Strategies for Accuracy
How can you ensure that your mailing lists are accurate?
If you purchase your lists, you should follow a simple dual path: First, buy lists from reputable, targeted firms, and follow a ‘on strike’ policy: If you get one bad list that wastes your time, don’t use them a second time. Next, build in a budget to purchase a fresh list on a regular basis. Don’t expect a five-year old list to perform for you.
If you build your own lists, freshen it on a regular basis by first never turning off your information-gathering portals (web forms, customer feedback, order records) and second by constantly updating them.

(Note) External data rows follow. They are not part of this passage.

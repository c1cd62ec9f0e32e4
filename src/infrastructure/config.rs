use std::env;

use anyhow::{Context, Result};
use tracing::{info, warn};

use crate::domain::config::{AppConfig, DEFAULT_BASE_URL};
use crate::domain::errors::ApiError;
use crate::infrastructure::api_client::ApiClient;

const APP_NAME: &str = "worktime";

pub fn load_config() -> AppConfig {
    match confy::load(APP_NAME, "config") {
        Ok(cfg) => {
            info!("config loaded");
            cfg
        }
        Err(e) => {
            warn!(error = %e, "could not load config, using defaults");
            AppConfig::default()
        }
    }
}

pub fn save_config(cfg: &AppConfig) -> Result<()> {
    confy::store(APP_NAME, "config", cfg).context("Failed to save configuration")
}

fn env_value(name: &str) -> Option<String> {
    env::var(name)
        .ok()
        .map(|v| v.replace('"', "").trim().to_string())
        .filter(|v| !v.is_empty())
}

/// Saved token, or `WORKTIME_TOKEN` when none is saved.
pub fn effective_token(config: &AppConfig) -> String {
    if !config.api_token.trim().is_empty() {
        config.api_token.trim().to_string()
    } else {
        env_value("WORKTIME_TOKEN").unwrap_or_default()
    }
}

/// Saved base URL unless it is still the default, then `WORKTIME_BASE_URL`.
pub fn effective_base_url(config: &AppConfig) -> String {
    let saved = config.base_url.trim();
    let url = if !saved.is_empty() && saved != DEFAULT_BASE_URL {
        saved.to_string()
    } else {
        env_value("WORKTIME_BASE_URL").unwrap_or_else(|| DEFAULT_BASE_URL.to_string())
    };
    url.trim_end_matches('/').to_string()
}

pub fn build_client(config: &AppConfig) -> Result<ApiClient, ApiError> {
    ApiClient::new(effective_base_url(config), effective_token(config))
}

Every returned mailing should be noted, and every new contact should be added to your list on an ongoing basis.
Your mailing lists are the lifeblood of your direct mail campaigns. Working with blinders on and assuming your mailings are having an impact even as returns flood back and response rates dive is simply foolish: It would be nice to imagine you can ‘get by’ with a single list purchase and some positive thinking, but the fact is if you want your marketing to actually work, you need to take steps to ensure it goes where it’s supposed to.